### Work request
I would like every line of the records below that contains the word "info" copied.

### Supplied data
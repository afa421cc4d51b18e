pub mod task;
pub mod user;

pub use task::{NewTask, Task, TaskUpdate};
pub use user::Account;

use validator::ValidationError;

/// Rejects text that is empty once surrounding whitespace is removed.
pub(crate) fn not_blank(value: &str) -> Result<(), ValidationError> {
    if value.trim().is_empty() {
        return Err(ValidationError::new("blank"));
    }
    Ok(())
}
---
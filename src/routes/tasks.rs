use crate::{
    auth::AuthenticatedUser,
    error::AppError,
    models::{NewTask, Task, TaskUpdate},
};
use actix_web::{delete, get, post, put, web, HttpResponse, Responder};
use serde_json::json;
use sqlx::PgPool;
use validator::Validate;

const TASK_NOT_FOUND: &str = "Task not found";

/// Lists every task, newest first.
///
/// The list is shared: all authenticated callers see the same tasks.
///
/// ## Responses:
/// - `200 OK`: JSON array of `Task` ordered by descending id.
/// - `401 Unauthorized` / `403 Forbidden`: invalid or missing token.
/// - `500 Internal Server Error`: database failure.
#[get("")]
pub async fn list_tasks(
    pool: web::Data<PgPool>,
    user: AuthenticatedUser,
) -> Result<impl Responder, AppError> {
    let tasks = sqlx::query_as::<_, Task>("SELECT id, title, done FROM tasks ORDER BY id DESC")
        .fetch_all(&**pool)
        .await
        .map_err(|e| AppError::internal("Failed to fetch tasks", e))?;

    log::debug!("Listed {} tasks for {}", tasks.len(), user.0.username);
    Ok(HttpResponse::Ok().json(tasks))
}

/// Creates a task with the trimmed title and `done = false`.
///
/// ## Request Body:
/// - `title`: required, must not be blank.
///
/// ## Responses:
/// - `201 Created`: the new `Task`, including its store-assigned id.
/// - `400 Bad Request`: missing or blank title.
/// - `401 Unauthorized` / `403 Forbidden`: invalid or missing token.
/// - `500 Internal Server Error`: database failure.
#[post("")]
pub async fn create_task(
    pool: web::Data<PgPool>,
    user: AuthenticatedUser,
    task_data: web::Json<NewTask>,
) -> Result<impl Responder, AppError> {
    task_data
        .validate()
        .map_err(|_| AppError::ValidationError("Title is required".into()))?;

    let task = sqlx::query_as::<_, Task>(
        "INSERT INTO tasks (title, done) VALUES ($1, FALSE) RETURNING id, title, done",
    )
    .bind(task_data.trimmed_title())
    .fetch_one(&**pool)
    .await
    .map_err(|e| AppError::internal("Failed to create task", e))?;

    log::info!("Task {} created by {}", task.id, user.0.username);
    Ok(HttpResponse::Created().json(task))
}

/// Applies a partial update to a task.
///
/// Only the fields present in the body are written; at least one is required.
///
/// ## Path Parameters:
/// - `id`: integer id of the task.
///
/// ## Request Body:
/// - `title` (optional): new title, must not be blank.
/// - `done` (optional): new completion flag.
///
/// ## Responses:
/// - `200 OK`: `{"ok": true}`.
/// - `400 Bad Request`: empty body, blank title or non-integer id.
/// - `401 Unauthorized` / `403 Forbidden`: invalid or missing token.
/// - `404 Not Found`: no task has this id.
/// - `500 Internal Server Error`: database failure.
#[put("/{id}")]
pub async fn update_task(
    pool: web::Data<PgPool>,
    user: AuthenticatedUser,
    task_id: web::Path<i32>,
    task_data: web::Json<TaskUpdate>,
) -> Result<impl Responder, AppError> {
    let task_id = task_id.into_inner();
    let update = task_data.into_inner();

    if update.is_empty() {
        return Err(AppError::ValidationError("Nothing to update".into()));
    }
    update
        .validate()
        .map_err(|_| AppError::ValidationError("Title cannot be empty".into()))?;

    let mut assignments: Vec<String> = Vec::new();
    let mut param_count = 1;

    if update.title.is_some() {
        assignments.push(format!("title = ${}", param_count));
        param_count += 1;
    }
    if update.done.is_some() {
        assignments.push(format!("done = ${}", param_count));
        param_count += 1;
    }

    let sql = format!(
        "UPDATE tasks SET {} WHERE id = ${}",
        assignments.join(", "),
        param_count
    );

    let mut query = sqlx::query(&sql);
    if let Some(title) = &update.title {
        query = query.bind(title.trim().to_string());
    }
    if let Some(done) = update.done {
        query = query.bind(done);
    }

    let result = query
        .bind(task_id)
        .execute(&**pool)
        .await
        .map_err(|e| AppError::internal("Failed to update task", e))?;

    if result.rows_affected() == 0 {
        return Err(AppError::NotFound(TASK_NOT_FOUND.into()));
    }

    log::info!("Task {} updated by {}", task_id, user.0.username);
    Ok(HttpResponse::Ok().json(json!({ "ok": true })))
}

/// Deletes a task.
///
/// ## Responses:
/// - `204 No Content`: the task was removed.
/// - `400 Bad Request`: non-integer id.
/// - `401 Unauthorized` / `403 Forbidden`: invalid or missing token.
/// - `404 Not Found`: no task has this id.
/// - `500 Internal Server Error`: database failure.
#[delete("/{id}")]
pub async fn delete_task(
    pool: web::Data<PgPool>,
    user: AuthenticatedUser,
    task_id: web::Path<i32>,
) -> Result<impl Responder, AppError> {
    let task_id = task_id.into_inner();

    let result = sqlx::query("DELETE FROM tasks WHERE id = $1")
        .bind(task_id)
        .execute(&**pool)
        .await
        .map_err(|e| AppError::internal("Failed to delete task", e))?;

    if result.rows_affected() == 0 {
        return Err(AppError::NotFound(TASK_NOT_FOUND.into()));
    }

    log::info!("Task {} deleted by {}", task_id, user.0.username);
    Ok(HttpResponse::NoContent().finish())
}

### Result
    log::info!("Task {} created by {}", task.id, user.0.username);
    log::info!("Task {} updated by {}", task_id, user.0.username);
    log::info!("Task {} deleted by {}", task_id, user.0.username);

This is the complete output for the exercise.